*WORK ITEM:* Across the entries below, how many lines have the string "PartialEq" in them? Reply with only the number.

*INPUT RECORDS:*

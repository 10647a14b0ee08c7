//! Athlete profile page runtime: loads a player document and renders it into
//! a page shell, with reveal-on-scroll stat counters and navigation chrome.

pub mod chrome;
pub mod config;
pub mod counter;
pub mod dom;
pub mod loader;
pub mod logging;
pub mod model;
pub mod page;
pub mod render;
pub mod selector;
pub mod shell;
pub mod visibility;
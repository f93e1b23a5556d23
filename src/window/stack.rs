/// Back-to-front ordering of distinct items. The last item is the topmost.
#[derive(Debug, Clone, PartialEq, Eq)]
pub struct StackOrder<T> {
    items: Vec<T>,
}

impl<T> Default for StackOrder<T> {
    fn default() -> Self {
        Self { items: Vec::new() }
    }
}

impl<T: Copy + Eq> StackOrder<T> {
    pub fn new() -> Self {
        Self::default()
    }

    /// Places `item` on top, removing any earlier occurrence first.
    pub fn move_to_end(&mut self, item: T) {
        if let Some(pos) = self.position(item) {
            self.items.remove(pos);
        }
        self.items.push(item);
    }

    pub fn remove(&mut self, item: T) -> bool {
        let before = self.items.len();
        self.items.retain(|existing| *existing != item);
        self.items.len() != before
    }

    pub fn position(&self, item: T) -> Option<usize> {
        self.items.iter().position(|existing| *existing == item)
    }

    pub fn contains(&self, item: T) -> bool {
        self.position(item).is_some()
    }

    pub fn last(&self) -> Option<T> {
        self.items.last().copied()
    }

    pub fn len(&self) -> usize {
        self.items.len()
    }

    pub fn is_empty(&self) -> bool {
        self.items.is_empty()
    }

    pub fn iter(&self) -> impl DoubleEndedIterator<Item = T> + '_ {
        self.items.iter().copied()
    }

    pub fn as_slice(&self) -> &[T] {
        &self.items
    }
}
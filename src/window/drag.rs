use ratatui::layout::Rect;

use super::{WindowFrame, WindowId, rect_contains};
use crate::constants::MIN_VISIBLE_MARGIN;

/// Classification of a pointer press against a window.
#[derive(Debug, Clone, Copy, PartialEq, Eq)]
pub enum GrabHit {
    /// Inside the title bar or top band and outside every no-drag zone.
    Grab,
    /// Inside the grab region but on an interactive control.
    NoDrag,
    /// Inside the window, below the grab region.
    Content,
    Outside,
}

/// Classifies a press at a screen cell. `no_drag` holds window-relative
/// rectangles that must keep receiving clicks even inside the grab region.
pub fn hit_test(frame: &WindowFrame, no_drag: &[Rect], column: u16, row: u16) -> GrabHit {
    let Some((x, y)) = frame.local(column, row) else {
        return GrabHit::Outside;
    };
    if !rect_contains(frame.grab_region_local(), x, y) {
        return GrabHit::Content;
    }
    let on_close = frame
        .close_button_local()
        .is_some_and(|close| rect_contains(close, x, y));
    if on_close || no_drag.iter().any(|zone| rect_contains(*zone, x, y)) {
        GrabHit::NoDrag
    } else {
        GrabHit::Grab
    }
}

/// Clamps a window origin so at least `MIN_VISIBLE_MARGIN` cells stay inside
/// `bounds` horizontally and the top edge never leaves the desktop.
pub fn clamp_origin(x: i32, y: i32, width: u16, height: u16, bounds: Rect) -> (i32, i32) {
    if bounds.width == 0 || bounds.height == 0 {
        return (x, y);
    }
    let margin_w = MIN_VISIBLE_MARGIN.min(width) as i32;
    let margin_h = MIN_VISIBLE_MARGIN.min(height) as i32;
    let left = bounds.x as i32;
    let top = bounds.y as i32;
    let right = left + bounds.width as i32;
    let bottom = top + bounds.height as i32;

    let min_x = left - (width as i32 - margin_w);
    let max_x = (right - margin_w).max(min_x);
    let max_y = (bottom - margin_h).max(top);
    (x.clamp(min_x, max_x), y.clamp(top, max_y))
}

#[derive(Debug, Clone, Copy)]
struct HeaderDrag {
    id: WindowId,
    initial_x: i32,
    initial_y: i32,
    start_x: u16,
    start_y: u16,
}

/// Moves windows by their grab region. At most one drag is active at a
/// time and the window keeps its position after the gesture ends.
#[derive(Debug, Default)]
pub struct DragController {
    active: Option<HeaderDrag>,
}

impl DragController {
    pub fn new() -> Self {
        Self::default()
    }

    /// Starts a drag when the press lands on the grab region. Returns whether
    /// a drag began.
    pub fn begin(&mut self, frame: &WindowFrame, no_drag: &[Rect], column: u16, row: u16) -> bool {
        if hit_test(frame, no_drag, column, row) != GrabHit::Grab {
            return false;
        }
        let (initial_x, initial_y) = frame.origin();
        tracing::debug!(window_id = ?frame.id(), column, row, "drag started");
        self.active = Some(HeaderDrag {
            id: frame.id(),
            initial_x,
            initial_y,
            start_x: column,
            start_y: row,
        });
        true
    }

    pub fn dragging(&self) -> Option<WindowId> {
        self.active.map(|drag| drag.id)
    }

    /// Moves the dragged window so the grab point follows the pointer.
    /// Returns `false` when `frame` is not the window being dragged.
    pub fn update(&mut self, frame: &mut WindowFrame, column: u16, row: u16, bounds: Rect) -> bool {
        let Some(drag) = self.active else {
            return false;
        };
        if drag.id != frame.id() {
            return false;
        }
        let dx = column as i32 - drag.start_x as i32;
        let dy = row as i32 - drag.start_y as i32;
        let rect = frame.rect();
        let (x, y) = clamp_origin(
            drag.initial_x + dx,
            drag.initial_y + dy,
            rect.width,
            rect.height,
            bounds,
        );
        frame.set_origin(x, y);
        true
    }

    pub fn end(&mut self) -> Option<WindowId> {
        let ended = self.active.take().map(|drag| drag.id);
        if let Some(id) = ended {
            tracing::debug!(window_id = ?id, "drag ended");
        }
        ended
    }

    /// Drops an in-flight drag of `id`, e.g. when that window closes.
    pub fn cancel_for(&mut self, id: WindowId) {
        if self.dragging() == Some(id) {
            self.active = None;
        }
    }
}
//! The desktop: owns the window registry, window frames, and hosted apps,
//! routes input to them, and composes the scene.
//!
//! Screen layout, top to bottom: the menu bar, the desktop area windows live
//! in, and the dock. Windows are drawn bottom-up in registry stack order and
//! the dock is drawn over them.

use std::collections::{BTreeMap, BTreeSet};
use std::time::Instant;

use crossterm::event::{Event, MouseButton, MouseEvent, MouseEventKind};
use ratatui::buffer::Buffer;
use ratatui::layout::Rect;
use ratatui::style::Style;

use crate::apps::{AppResponse, HostedApp};
use crate::components::{Component, ComponentContext, Dock, MenuBar};
use crate::constants::{DOCK_HEIGHT, MENU_BAR_HEIGHT};
use crate::keyboard::{EscapeController, EscapeOutcome};
use crate::launcher::{AppId, LaunchOutcome, Launcher};
use crate::theme;
use crate::ui::UiFrame;
use crate::window::{
    DeskDecorator, DragController, WindowDecorator, WindowFrame, WindowId, WindowRegistry,
    rect_contains,
};

pub struct Desktop {
    registry: WindowRegistry,
    frames: BTreeMap<WindowId, WindowFrame>,
    apps: BTreeMap<WindowId, Box<dyn HostedApp>>,
    mounted: BTreeSet<WindowId>,
    drag: DragController,
    escape: EscapeController,
    launcher: Launcher,
    dock: Dock,
    menu_bar: MenuBar,
    decorator: Box<dyn WindowDecorator>,
    area: Rect,
    /// Window that received the last left press; it keeps receiving the
    /// gesture's drag and release events.
    pointer_owner: Option<WindowId>,
    now: Instant,
}

impl Desktop {
    /// Builds a desktop over `area` with every window closed. `make_app` is
    /// called once per window.
    pub fn new(
        area: Rect,
        launcher: Launcher,
        mut make_app: impl FnMut(WindowId) -> Box<dyn HostedApp>,
    ) -> Self {
        let frames = WindowId::ALL
            .into_iter()
            .map(|id| (id, WindowFrame::new(id)))
            .collect();
        let apps = WindowId::ALL
            .into_iter()
            .map(|id| (id, make_app(id)))
            .collect();
        let mut menu_bar = MenuBar::new();
        menu_bar.set_style(
            Style::default()
                .bg(theme::menu_bar_bg())
                .fg(theme::menu_bar_fg()),
        );
        menu_bar.set_right("Esc close  ^Q quit ");
        Self {
            registry: WindowRegistry::new(),
            frames,
            apps,
            mounted: BTreeSet::new(),
            drag: DragController::new(),
            escape: EscapeController::new(),
            launcher,
            dock: Dock::new(),
            menu_bar,
            decorator: Box::new(DeskDecorator),
            area,
            pointer_owner: None,
            now: Instant::now(),
        }
    }

    pub fn with_decorator(mut self, decorator: Box<dyn WindowDecorator>) -> Self {
        self.decorator = decorator;
        self
    }

    pub fn registry(&self) -> &WindowRegistry {
        &self.registry
    }

    pub fn frame(&self, id: WindowId) -> Option<&WindowFrame> {
        self.frames.get(&id)
    }

    pub fn area(&self) -> Rect {
        self.area
    }

    pub fn set_area(&mut self, area: Rect) {
        self.area = area;
    }

    pub fn menu_bar_area(&self) -> Rect {
        let area = self.area;
        Rect::new(area.x, area.y, area.width, MENU_BAR_HEIGHT.min(area.height))
    }

    pub fn dock_area(&self) -> Rect {
        let area = self.area;
        let height = DOCK_HEIGHT.min(area.height.saturating_sub(MENU_BAR_HEIGHT));
        Rect::new(
            area.x,
            area.y + area.height - height,
            area.width,
            height,
        )
    }

    /// Region windows live in and are clamped to while dragged.
    pub fn desktop_area(&self) -> Rect {
        let top = self.menu_bar_area();
        let dock = self.dock_area();
        let y = top.y + top.height;
        Rect::new(self.area.x, y, self.area.width, dock.y.saturating_sub(y))
    }

    /// Activates a dock entry as if it had been clicked.
    pub fn activate_dock(&mut self, app: AppId) -> LaunchOutcome {
        let outcome = self.launcher.activate(app, &mut self.registry);
        self.sync_lifecycle();
        outcome
    }

    /// Mounts apps whose window just opened and unmounts those whose window
    /// just closed.
    fn sync_lifecycle(&mut self) {
        for id in WindowId::ALL {
            let open = self.registry.is_open(id);
            let mounted = self.mounted.contains(&id);
            if open && !mounted {
                self.mounted.insert(id);
                if let Some(app) = self.apps.get_mut(&id) {
                    app.mount(self.now);
                }
                tracing::debug!(window_id = ?id, "app mounted");
            } else if !open && mounted {
                self.mounted.remove(&id);
                if let Some(app) = self.apps.get_mut(&id) {
                    app.unmount();
                }
                self.drag.cancel_for(id);
                if self.pointer_owner == Some(id) {
                    self.pointer_owner = None;
                }
                tracing::debug!(window_id = ?id, "app unmounted");
            }
        }
    }

    fn close_window(&mut self, id: WindowId) {
        self.registry.close(id);
        self.sync_lifecycle();
    }

    fn window_at(&self, column: u16, row: u16) -> Option<WindowId> {
        self.registry
            .stack_order()
            .iter()
            .rev()
            .copied()
            .find(|id| self.frames.get(id).is_some_and(|f| f.contains(column, row)))
    }

    fn context_for(&self, id: WindowId) -> ComponentContext {
        ComponentContext::new(self.registry.topmost_open() == Some(id)).with_now(self.now)
    }

    /// Hands `event` to the app in window `id`, translating mouse
    /// coordinates into the window's own space.
    fn dispatch_to_app(&mut self, id: WindowId, event: &Event) -> bool {
        let Some(frame) = self.frames.get(&id).copied() else {
            return false;
        };
        let event = match event {
            Event::Mouse(mouse) => {
                let rect = frame.rect();
                let column = (i32::from(mouse.column) - rect.x).clamp(0, i32::from(u16::MAX)) as u16;
                let row = (i32::from(mouse.row) - rect.y).clamp(0, i32::from(u16::MAX)) as u16;
                Event::Mouse(MouseEvent {
                    kind: mouse.kind,
                    column,
                    row,
                    modifiers: mouse.modifiers,
                })
            }
            other => other.clone(),
        };
        let ctx = self.context_for(id);
        let Some(app) = self.apps.get_mut(&id) else {
            return false;
        };
        match app.handle_event(&event, frame.content_local(), &ctx) {
            AppResponse::Ignored => false,
            AppResponse::Consumed => true,
            AppResponse::RequestClose => {
                tracing::debug!(window_id = ?id, "app requested close");
                self.close_window(id);
                true
            }
        }
    }

    pub fn handle_event(&mut self, event: &Event) -> bool {
        match event {
            Event::Resize(width, height) => {
                self.set_area(Rect::new(0, 0, *width, *height));
                true
            }
            Event::Key(key) => match self
                .escape
                .handle_key(key, &mut self.registry, Instant::now())
            {
                EscapeOutcome::Closed(_) => {
                    self.sync_lifecycle();
                    true
                }
                EscapeOutcome::Suppressed => true,
                EscapeOutcome::PassThrough => match self.registry.topmost_open() {
                    Some(id) => self.dispatch_to_app(id, event),
                    None => false,
                },
            },
            Event::Mouse(mouse) => self.handle_mouse(event, mouse),
            Event::Paste(_) => match self.registry.topmost_open() {
                Some(id) => self.dispatch_to_app(id, event),
                None => false,
            },
            _ => false,
        }
    }

    fn handle_mouse(&mut self, event: &Event, mouse: &MouseEvent) -> bool {
        if let Some(id) = self.drag.dragging() {
            match mouse.kind {
                MouseEventKind::Drag(MouseButton::Left) | MouseEventKind::Moved => {
                    let bounds = self.desktop_area();
                    if let Some(frame) = self.frames.get_mut(&id) {
                        self.drag.update(frame, mouse.column, mouse.row, bounds);
                    }
                    return true;
                }
                MouseEventKind::Up(MouseButton::Left) => {
                    self.drag.end();
                    return true;
                }
                _ => {
                    self.drag.end();
                }
            }
        }

        match mouse.kind {
            MouseEventKind::Down(MouseButton::Left) => self.handle_press(event, mouse),
            MouseEventKind::Drag(MouseButton::Left) => match self.pointer_owner {
                Some(id) => self.dispatch_to_app(id, event),
                None => false,
            },
            MouseEventKind::Up(MouseButton::Left) => match self.pointer_owner.take() {
                Some(id) => self.dispatch_to_app(id, event),
                None => false,
            },
            MouseEventKind::ScrollUp | MouseEventKind::ScrollDown => {
                match self.window_at(mouse.column, mouse.row) {
                    Some(id) => self.dispatch_to_app(id, event),
                    None => false,
                }
            }
            _ => false,
        }
    }

    fn handle_press(&mut self, event: &Event, mouse: &MouseEvent) -> bool {
        self.pointer_owner = None;
        if let Some(app) = self.dock.hit_test(self.dock_area(), mouse.column, mouse.row) {
            self.activate_dock(app);
            return true;
        }
        let Some(id) = self.window_at(mouse.column, mouse.row) else {
            return false;
        };
        self.registry.focus(id);
        let Some(frame) = self.frames.get(&id).copied() else {
            return true;
        };
        if let (Some(close), Some((x, y))) =
            (frame.close_button_local(), frame.local(mouse.column, mouse.row))
            && rect_contains(close, x, y)
        {
            tracing::debug!(window_id = ?id, "title bar close clicked");
            self.close_window(id);
            return true;
        }
        let no_drag = self
            .apps
            .get(&id)
            .map(|app| app.no_drag_zones(frame.content_local()))
            .unwrap_or_default();
        if self.drag.begin(&frame, &no_drag, mouse.column, mouse.row) {
            return true;
        }
        self.pointer_owner = Some(id);
        self.dispatch_to_app(id, event);
        true
    }

    /// Advances time-driven state of every open app.
    pub fn tick(&mut self, now: Instant) {
        self.now = now;
        for id in self.registry.stack_order().to_vec() {
            if let Some(app) = self.apps.get_mut(&id) {
                app.tick(now);
            }
        }
    }

    pub fn render(&mut self, frame: &mut UiFrame<'_>) {
        self.area = frame.area();
        let desktop = self.desktop_area();
        frame.fill(self.area, Style::default().bg(theme::desktop_bg()));
        render_pattern(frame, desktop);

        let topmost = self.registry.topmost_open();
        for id in self.registry.stack_order().to_vec() {
            let Some(window) = self.frames.get(&id).copied() else {
                continue;
            };
            let local = window.local_area();
            let mut buffer = Buffer::empty(local);
            let focused = topmost == Some(id);
            self.decorator
                .render_window(&mut buffer, local, window.title(), focused);
            if let Some(app) = self.apps.get_mut(&id) {
                let ctx = ComponentContext::new(focused).with_now(self.now);
                let mut offscreen = UiFrame::from_parts(local, &mut buffer);
                app.render(&mut offscreen, window.content_local(), &ctx);
            }
            frame.blit_from_signed(&buffer, window.rect());
        }

        self.dock.render(frame, self.dock_area(), &self.registry);
        let front = topmost.map(WindowId::label).unwrap_or("Finder");
        self.menu_bar.set_left(format!("  term-desk   {front}"));
        let ctx = ComponentContext::default().with_now(self.now);
        let bar = self.menu_bar_area();
        self.menu_bar.render(frame, bar, &ctx);
    }
}

fn render_pattern(frame: &mut UiFrame<'_>, area: Rect) {
    let style = Style::default()
        .bg(theme::desktop_bg())
        .fg(theme::desktop_pattern());
    let buffer = frame.buffer_mut();
    for y in (area.y..area.y + area.height).step_by(2) {
        let shift = (y / 2) % 2 * 3;
        for x in (area.x + shift..area.x + area.width).step_by(6) {
            if let Some(cell) = buffer.cell_mut((x, y)) {
                cell.set_symbol("·");
                cell.set_style(style);
            }
        }
    }
}
use crossterm::event::{Event, KeyCode, KeyEventKind, KeyModifiers};
use ratatui::layout::Rect;
use ratatui::style::Style;

use super::{Component, ComponentContext};
use crate::theme;
use crate::ui::{UiFrame, safe_set_string};

/// Single-line text field with a character limit. Editing happens at the
/// end of the value.
#[derive(Debug, Clone)]
pub struct TextInput {
    value: String,
    max_chars: usize,
    masked: bool,
    placeholder: String,
}

impl TextInput {
    pub fn new(max_chars: usize) -> Self {
        Self {
            value: String::new(),
            max_chars,
            masked: false,
            placeholder: String::new(),
        }
    }

    /// Render every character as a bullet.
    pub fn masked(mut self) -> Self {
        self.masked = true;
        self
    }

    pub fn with_placeholder(mut self, placeholder: impl Into<String>) -> Self {
        self.placeholder = placeholder.into();
        self
    }

    pub fn value(&self) -> &str {
        &self.value
    }

    pub fn is_empty(&self) -> bool {
        self.value.is_empty()
    }

    pub fn clear(&mut self) {
        self.value.clear();
    }

    pub fn char_count(&self) -> usize {
        self.value.chars().count()
    }

    pub fn max_chars(&self) -> usize {
        self.max_chars
    }

    fn display_value(&self) -> String {
        if self.masked {
            "•".repeat(self.char_count())
        } else {
            self.value.clone()
        }
    }
}

impl Component for TextInput {
    fn render(&mut self, frame: &mut UiFrame<'_>, area: Rect, ctx: &ComponentContext) {
        if area.width == 0 || area.height == 0 {
            return;
        }
        let style = Style::default().bg(theme::field_bg()).fg(theme::window_fg());
        frame.fill(area, style);
        let width = area.width as usize;
        let buffer = frame.buffer_mut();
        if self.value.is_empty() {
            safe_set_string(
                buffer,
                area,
                area.x,
                area.y,
                &self.placeholder,
                style.fg(theme::window_muted_fg()),
            );
        } else {
            let shown: Vec<char> = self.display_value().chars().collect();
            // Keep the tail visible, leaving room for the cursor.
            let visible = width.saturating_sub(1).max(1);
            let start = shown.len().saturating_sub(visible);
            let text: String = shown[start..].iter().collect();
            safe_set_string(buffer, area, area.x, area.y, &text, style);
        }
        if ctx.focused() {
            let used = if self.value.is_empty() {
                0
            } else {
                self.char_count().min(width.saturating_sub(1))
            };
            let cursor_x = area.x.saturating_add(used as u16);
            safe_set_string(buffer, area, cursor_x, area.y, "▏", style.fg(theme::accent()));
        }
    }

    fn handle_event(&mut self, event: &Event, _ctx: &ComponentContext) -> bool {
        let Event::Key(key) = event else {
            return false;
        };
        if key.kind == KeyEventKind::Release {
            return false;
        }
        if key.modifiers.intersects(KeyModifiers::CONTROL | KeyModifiers::ALT) {
            return false;
        }
        match key.code {
            KeyCode::Char(ch) => {
                if self.char_count() < self.max_chars {
                    self.value.push(ch);
                }
                true
            }
            KeyCode::Backspace => {
                self.value.pop();
                true
            }
            _ => false,
        }
    }
}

*WRITTEN ANSWER:* 2